Provided material:
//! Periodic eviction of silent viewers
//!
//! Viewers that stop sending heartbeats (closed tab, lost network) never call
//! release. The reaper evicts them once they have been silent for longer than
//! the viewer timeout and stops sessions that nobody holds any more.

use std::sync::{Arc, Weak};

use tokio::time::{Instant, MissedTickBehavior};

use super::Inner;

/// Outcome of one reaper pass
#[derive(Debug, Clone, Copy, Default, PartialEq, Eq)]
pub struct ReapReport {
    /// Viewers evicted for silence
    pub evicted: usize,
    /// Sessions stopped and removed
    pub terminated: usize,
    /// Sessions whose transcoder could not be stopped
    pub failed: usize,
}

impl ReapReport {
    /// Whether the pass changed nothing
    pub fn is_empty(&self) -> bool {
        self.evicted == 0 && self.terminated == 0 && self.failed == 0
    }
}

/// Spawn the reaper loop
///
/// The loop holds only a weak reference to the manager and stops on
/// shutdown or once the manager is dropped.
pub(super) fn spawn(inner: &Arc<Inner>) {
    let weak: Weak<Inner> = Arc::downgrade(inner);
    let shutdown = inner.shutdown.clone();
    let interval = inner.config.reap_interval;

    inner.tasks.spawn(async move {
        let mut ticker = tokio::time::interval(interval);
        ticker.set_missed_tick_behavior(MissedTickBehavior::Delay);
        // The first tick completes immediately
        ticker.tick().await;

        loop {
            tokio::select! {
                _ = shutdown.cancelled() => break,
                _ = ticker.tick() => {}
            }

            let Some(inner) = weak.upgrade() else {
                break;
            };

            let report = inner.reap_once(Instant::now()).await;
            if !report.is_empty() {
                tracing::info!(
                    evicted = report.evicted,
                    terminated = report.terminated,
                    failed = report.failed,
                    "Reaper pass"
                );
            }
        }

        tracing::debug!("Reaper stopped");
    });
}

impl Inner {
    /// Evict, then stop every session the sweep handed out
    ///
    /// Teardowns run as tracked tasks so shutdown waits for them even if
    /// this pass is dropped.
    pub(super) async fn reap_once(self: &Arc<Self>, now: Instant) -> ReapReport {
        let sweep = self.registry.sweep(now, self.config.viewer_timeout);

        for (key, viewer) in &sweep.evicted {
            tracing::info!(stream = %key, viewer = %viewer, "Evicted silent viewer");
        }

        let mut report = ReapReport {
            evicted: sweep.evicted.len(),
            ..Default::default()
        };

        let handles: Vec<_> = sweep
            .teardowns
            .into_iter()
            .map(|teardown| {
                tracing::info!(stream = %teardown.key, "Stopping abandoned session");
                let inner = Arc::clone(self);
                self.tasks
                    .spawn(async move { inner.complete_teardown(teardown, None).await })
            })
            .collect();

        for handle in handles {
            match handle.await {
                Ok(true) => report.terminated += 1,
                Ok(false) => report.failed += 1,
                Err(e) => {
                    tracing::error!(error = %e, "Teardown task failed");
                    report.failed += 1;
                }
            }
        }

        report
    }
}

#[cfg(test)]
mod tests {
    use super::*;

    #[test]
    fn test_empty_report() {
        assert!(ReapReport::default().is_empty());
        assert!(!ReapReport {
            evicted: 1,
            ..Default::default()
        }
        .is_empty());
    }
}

Problem:
Report every line above that has the string "loop" in it.

Output below:
/// Spawn the reaper loop
/// The loop holds only a weak reference to the manager and stops on
        loop {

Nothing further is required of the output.